Copy out the data line by line exactly, from its start to the line bearing "#[derive(thiserror::Error, Debug)]", inclusive.

[Stored records]

--- START ---

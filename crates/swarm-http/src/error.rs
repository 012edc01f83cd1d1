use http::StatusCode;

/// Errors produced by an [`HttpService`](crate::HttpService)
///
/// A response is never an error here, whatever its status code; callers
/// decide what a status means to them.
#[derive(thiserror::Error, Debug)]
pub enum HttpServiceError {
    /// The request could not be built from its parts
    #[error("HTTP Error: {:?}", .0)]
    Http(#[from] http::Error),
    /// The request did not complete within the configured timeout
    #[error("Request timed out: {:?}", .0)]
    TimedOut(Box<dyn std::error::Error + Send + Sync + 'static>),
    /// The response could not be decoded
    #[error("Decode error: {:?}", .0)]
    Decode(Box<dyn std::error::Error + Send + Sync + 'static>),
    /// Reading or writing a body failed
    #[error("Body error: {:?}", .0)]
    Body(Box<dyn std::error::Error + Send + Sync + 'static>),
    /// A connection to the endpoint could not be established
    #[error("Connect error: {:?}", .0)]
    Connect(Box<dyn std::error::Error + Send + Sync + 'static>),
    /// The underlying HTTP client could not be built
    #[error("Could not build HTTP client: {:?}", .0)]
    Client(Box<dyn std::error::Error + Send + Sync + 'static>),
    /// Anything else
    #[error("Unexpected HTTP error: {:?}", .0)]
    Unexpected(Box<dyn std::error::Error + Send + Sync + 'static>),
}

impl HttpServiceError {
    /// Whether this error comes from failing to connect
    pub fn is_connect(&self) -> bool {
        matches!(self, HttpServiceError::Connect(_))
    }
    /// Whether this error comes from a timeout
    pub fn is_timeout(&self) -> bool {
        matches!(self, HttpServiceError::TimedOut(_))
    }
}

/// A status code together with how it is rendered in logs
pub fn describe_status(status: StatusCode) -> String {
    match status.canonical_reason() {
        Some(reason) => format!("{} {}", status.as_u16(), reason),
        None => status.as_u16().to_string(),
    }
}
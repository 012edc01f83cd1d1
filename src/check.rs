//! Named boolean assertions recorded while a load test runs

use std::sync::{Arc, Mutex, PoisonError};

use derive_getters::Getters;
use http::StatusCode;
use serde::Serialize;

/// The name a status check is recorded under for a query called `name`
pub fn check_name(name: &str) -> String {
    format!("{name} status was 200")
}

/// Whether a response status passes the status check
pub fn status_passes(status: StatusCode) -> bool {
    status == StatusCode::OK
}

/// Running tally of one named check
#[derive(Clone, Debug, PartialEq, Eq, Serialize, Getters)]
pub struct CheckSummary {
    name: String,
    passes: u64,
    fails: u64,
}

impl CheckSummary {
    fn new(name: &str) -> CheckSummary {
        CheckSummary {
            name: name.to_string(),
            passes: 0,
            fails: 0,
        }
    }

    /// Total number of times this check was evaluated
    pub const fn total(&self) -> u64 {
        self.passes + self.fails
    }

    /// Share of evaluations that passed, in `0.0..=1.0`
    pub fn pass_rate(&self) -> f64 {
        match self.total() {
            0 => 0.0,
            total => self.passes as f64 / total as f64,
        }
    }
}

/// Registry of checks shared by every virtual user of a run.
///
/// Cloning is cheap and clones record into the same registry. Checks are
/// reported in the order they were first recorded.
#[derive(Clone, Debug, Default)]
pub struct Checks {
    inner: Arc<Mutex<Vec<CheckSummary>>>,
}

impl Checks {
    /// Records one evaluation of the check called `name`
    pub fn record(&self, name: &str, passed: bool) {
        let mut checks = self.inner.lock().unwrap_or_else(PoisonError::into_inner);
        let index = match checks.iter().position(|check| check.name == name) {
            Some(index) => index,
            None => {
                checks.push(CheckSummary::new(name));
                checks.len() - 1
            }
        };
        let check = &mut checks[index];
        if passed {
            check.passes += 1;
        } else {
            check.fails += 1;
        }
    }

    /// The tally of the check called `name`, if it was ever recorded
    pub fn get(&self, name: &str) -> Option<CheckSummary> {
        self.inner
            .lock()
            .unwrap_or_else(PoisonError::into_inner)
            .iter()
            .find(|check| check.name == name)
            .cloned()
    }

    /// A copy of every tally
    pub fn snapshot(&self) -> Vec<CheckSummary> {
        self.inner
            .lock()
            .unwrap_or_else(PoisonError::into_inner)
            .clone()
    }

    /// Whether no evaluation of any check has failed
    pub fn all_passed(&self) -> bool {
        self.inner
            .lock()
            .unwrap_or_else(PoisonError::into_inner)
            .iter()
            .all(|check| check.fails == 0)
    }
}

--- END ---

* Task output
filename crates/swarm-http/src/error.rs
repository 012edc01f83cd1d1
use http::StatusCode;

/// Errors produced by an [`HttpService`](crate::HttpService)
///
/// A response is never an error here, whatever its status code; callers
/// decide what a status means to them.
#[derive(thiserror::Error, Debug)]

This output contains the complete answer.